For every line in the entries that contains "crates", show the whole line.
::::::::
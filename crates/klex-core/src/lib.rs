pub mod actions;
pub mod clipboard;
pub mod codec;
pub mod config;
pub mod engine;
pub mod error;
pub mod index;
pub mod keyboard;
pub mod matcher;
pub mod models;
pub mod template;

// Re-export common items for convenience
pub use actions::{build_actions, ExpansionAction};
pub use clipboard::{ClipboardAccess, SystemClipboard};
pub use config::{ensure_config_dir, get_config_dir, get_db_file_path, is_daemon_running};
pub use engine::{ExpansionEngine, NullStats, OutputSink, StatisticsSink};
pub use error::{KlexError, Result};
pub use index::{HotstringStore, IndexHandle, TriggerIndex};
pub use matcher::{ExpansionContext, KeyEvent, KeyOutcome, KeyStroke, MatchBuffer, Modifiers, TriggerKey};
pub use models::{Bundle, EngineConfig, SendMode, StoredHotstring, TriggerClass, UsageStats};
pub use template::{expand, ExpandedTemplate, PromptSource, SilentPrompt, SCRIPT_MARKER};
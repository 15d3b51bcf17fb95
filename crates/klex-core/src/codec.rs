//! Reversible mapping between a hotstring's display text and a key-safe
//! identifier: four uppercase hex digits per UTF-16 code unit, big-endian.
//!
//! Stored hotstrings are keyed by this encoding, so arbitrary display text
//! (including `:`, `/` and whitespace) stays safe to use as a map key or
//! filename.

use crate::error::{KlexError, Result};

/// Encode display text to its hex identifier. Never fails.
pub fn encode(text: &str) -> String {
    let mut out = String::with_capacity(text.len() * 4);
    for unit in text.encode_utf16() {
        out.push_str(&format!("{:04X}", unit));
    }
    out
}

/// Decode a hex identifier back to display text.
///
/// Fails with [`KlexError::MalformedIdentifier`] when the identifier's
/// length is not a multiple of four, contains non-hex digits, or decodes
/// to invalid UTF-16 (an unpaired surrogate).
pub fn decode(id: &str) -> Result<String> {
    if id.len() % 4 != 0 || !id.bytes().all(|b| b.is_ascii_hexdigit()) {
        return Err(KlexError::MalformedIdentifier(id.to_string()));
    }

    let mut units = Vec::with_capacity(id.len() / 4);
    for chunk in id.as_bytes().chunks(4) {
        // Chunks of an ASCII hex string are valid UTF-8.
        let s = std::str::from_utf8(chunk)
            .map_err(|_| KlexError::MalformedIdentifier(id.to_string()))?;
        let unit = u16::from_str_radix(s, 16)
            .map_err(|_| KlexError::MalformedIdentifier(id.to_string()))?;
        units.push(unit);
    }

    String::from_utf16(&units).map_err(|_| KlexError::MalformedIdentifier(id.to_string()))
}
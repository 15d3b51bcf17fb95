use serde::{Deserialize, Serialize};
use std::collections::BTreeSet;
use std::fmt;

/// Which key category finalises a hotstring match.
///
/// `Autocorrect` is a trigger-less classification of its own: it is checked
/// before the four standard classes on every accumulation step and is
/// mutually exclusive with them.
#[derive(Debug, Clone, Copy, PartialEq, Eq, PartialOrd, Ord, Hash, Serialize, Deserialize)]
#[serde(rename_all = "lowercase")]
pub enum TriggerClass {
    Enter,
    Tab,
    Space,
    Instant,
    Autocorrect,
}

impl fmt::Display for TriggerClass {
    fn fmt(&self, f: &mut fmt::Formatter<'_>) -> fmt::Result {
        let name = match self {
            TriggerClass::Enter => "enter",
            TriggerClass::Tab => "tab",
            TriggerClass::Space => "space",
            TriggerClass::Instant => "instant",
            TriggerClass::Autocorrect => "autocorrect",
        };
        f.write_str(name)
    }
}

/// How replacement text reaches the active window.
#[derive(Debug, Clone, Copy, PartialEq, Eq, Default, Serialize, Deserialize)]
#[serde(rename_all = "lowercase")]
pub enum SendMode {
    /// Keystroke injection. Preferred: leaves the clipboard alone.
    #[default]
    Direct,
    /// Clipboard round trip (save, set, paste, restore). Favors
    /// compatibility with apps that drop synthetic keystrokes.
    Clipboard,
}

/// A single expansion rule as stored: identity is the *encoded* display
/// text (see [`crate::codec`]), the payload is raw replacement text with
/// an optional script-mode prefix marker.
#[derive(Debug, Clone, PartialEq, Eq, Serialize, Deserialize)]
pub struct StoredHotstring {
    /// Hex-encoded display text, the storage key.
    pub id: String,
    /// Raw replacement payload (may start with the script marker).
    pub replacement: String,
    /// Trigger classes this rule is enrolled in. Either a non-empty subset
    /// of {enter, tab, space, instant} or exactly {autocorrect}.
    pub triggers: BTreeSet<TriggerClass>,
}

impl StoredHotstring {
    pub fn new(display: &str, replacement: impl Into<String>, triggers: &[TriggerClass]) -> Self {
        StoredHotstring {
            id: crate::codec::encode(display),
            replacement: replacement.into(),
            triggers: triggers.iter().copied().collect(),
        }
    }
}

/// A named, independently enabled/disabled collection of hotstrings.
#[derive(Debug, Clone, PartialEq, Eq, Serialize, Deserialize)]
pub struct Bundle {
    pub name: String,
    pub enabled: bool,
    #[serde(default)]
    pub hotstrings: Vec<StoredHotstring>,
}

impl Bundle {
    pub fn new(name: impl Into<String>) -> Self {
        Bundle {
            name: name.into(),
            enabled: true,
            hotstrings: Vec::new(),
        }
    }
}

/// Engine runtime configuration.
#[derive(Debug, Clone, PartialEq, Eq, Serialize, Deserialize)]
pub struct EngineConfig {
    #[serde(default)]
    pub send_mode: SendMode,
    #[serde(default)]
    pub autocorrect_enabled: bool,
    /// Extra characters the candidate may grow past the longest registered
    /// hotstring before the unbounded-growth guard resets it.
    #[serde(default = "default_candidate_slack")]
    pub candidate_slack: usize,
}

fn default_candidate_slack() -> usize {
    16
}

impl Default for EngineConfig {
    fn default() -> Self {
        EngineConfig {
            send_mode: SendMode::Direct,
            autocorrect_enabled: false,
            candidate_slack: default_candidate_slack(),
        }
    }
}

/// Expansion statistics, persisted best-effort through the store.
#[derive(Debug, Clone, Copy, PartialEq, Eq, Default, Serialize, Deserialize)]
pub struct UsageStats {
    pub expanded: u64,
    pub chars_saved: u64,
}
::::::::
# RESPONSE
filename crates/klex-core/src/lib.rs
filename crates/klex-core/src/codec.rs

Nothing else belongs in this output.